Siempre que Yolanda encendía la mecha, Mónica se aseguraba de que el fuego quemara a Estrella.

Ahora que el fuego se había vuelto en su contra y la estaba quemando a ella, no lo soportaba.

Y mandaba a Mónica a apagarlo.

¿Pero acaso se podía apagar ese incendio?

En su momento, ellas desearon que las llamas ardieran con fuerza; por lo tanto, la Estrella de ahora naturalmente dejaría que el fuego ardiera hasta calcinarlo todo.

Detenerse no era una opción...

—Busca a Alonso, piensa en alguna forma de que él lo solucione —dijo Yolanda por teléfono con tono desagradable.

Necesitaba grandes sumas de dinero a diario para resolver sus problemas.

Justo en ese momento crítico donde el dinero era vital, Estrella le salía con esa jugada. ¿Realmente quería orillarla a la muerte?

—Él ni siquiera puede arreglar sus propios asuntos con Estrella, ¿cómo va a ayudarme a mí? —respondió Mónica.

—¿Entonces qué propones? Hoy tengo que gastar mucho dinero, tengo que invitar a cenar a esa gente. Me han bloqueado las cuentas, ¿qué se supone que haga? —gritó Yolanda a través del teléfono.

Antes, cuando Mónica le contaba que Estrella estaba haciendo estas cosas, a Yolanda le parecían tácticas infantiles.

Pensaba que Estrella no era para tanto.

¿Y ahora?

Ahora ya no pensaba lo mismo.

¿Tácticas infantiles? Esas tácticas infantiles estaban a punto de volver loca a cualquiera.

—Yo...

—Te lo advierto, si no arreglas esto, no podré solucionar mis asuntos en Inglaterra. ¿Acaso quieres que la familia Galindo se hunda por completo?

Mónica: «...»

No, la familia Galindo no podía hundirse.
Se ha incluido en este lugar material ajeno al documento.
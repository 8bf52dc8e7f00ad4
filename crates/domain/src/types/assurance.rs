//! Authentication assurance levels

use std::fmt;
use std::str::FromStr;

use serde::{Deserialize, Serialize};

use crate::errors::AuthError;

/// Ordinal strength of an authentication event.
///
/// Variants are declared in ascending order so the derived `Ord` compares by
/// position: `Aal1 < Aal2 < Aal3`.
#[derive(
    Debug, Clone, Copy, Default, PartialEq, Eq, PartialOrd, Ord, Hash, Serialize, Deserialize,
)]
#[serde(rename_all = "lowercase")]
pub enum AssuranceLevel {
    #[default]
    Aal1,
    Aal2,
    Aal3,
}

impl AssuranceLevel {
    pub const ALL: [Self; 3] = [Self::Aal1, Self::Aal2, Self::Aal3];

    #[must_use]
    pub const fn as_str(self) -> &'static str {
        match self {
            Self::Aal1 => "aal1",
            Self::Aal2 => "aal2",
            Self::Aal3 => "aal3",
        }
    }

    /// Map an `acr` claim value to a known level, if it is one.
    #[must_use]
    pub fn from_acr(acr: &str) -> Option<Self> {
        let acr = acr.trim();
        Self::ALL.into_iter().find(|level| level.as_str().eq_ignore_ascii_case(acr))
    }

    /// Level carried by an optional `acr` claim; absent or unrecognized values
    /// degrade to [`AssuranceLevel::Aal1`].
    #[must_use]
    pub fn from_acr_or_default(acr: Option<&str>) -> Self {
        acr.and_then(Self::from_acr).unwrap_or_default()
    }

    #[must_use]
    pub fn satisfies(self, required: Self) -> bool {
        self >= required
    }
}

impl fmt::Display for AssuranceLevel {
    fn fmt(&self, f: &mut fmt::Formatter<'_>) -> fmt::Result {
        f.write_str(self.as_str())
    }
}

impl FromStr for AssuranceLevel {
    type Err = AuthError;

    fn from_str(s: &str) -> Result<Self, Self::Err> {
        Self::from_acr(s)
            .ok_or_else(|| AuthError::InvalidRequest(format!("unknown assurance level: {s}")))
    }
}

#[cfg(test)]
mod tests {
    use super::*;

    #[test]
    fn ordering_is_positional() {
        assert!(AssuranceLevel::Aal1 < AssuranceLevel::Aal2);
        assert!(AssuranceLevel::Aal2 < AssuranceLevel::Aal3);
        assert!(AssuranceLevel::Aal3.satisfies(AssuranceLevel::Aal2));
        assert!(AssuranceLevel::Aal2.satisfies(AssuranceLevel::Aal2));
        assert!(!AssuranceLevel::Aal1.satisfies(AssuranceLevel::Aal2));
    }

    #[test]
    fn acr_mapping() {
        assert_eq!(AssuranceLevel::from_acr("aal3"), Some(AssuranceLevel::Aal3));
        assert_eq!(AssuranceLevel::from_acr(" AAL2 "), Some(AssuranceLevel::Aal2));
        assert_eq!(AssuranceLevel::from_acr("urn:mace:incommon:iap:silver"), None);
        assert_eq!(AssuranceLevel::from_acr_or_default(None), AssuranceLevel::Aal1);
        assert_eq!(AssuranceLevel::from_acr_or_default(Some("bogus")), AssuranceLevel::Aal1);
    }

    #[test]
    fn parse_and_serde() {
        assert_eq!("aal2".parse::<AssuranceLevel>().unwrap(), AssuranceLevel::Aal2);
        assert!("aal9".parse::<AssuranceLevel>().is_err());
        assert_eq!(serde_json::to_string(&AssuranceLevel::Aal3).unwrap(), "\"aal3\"");
    }
}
¿Pero qué podía hacer ella?

Madre e hija siguieron hablando un buen rato, todo se resumía a Yolanda exigiendo que Mónica arreglara la situación.

¡Su madre la presionaba!

Y ahora Martín también le armaba un escándalo.

La verdadera cara de Martín, ahora que se habían quitado las máscaras, era realmente desagradable... En ese momento, ella finalmente se dio cuenta: ¿qué clase de basura había elegido?

Comparado con Julián, ¿qué era Martín?

—¡Sí, estoy satisfecha! Martín, no olvides que si los Cáceres tienen lo que tienen hoy en Nueva Cartavia, es gracias a mí, Mónica. ¿Qué derecho tienes a gritarme?

—Soy el padre de tu hijo, ¿dices que qué derecho tengo?

Mónica: «...»

Al escuchar a Martín mencionar al niño, sintió una asfixia que le robó las fuerzas nuevamente.

El niño... sí, todavía estaba ese niño en el hospital...

Pensar en el niño le oprimía el pecho de una forma insoportable.

—¡Piensa rápido en una solución, haz que Alonso lo arregle!

Mónica: «...»

Al escuchar el tono imperativo de Martín, Mónica cerró los ojos y, finalmente, llena de rabia, colgó el teléfono.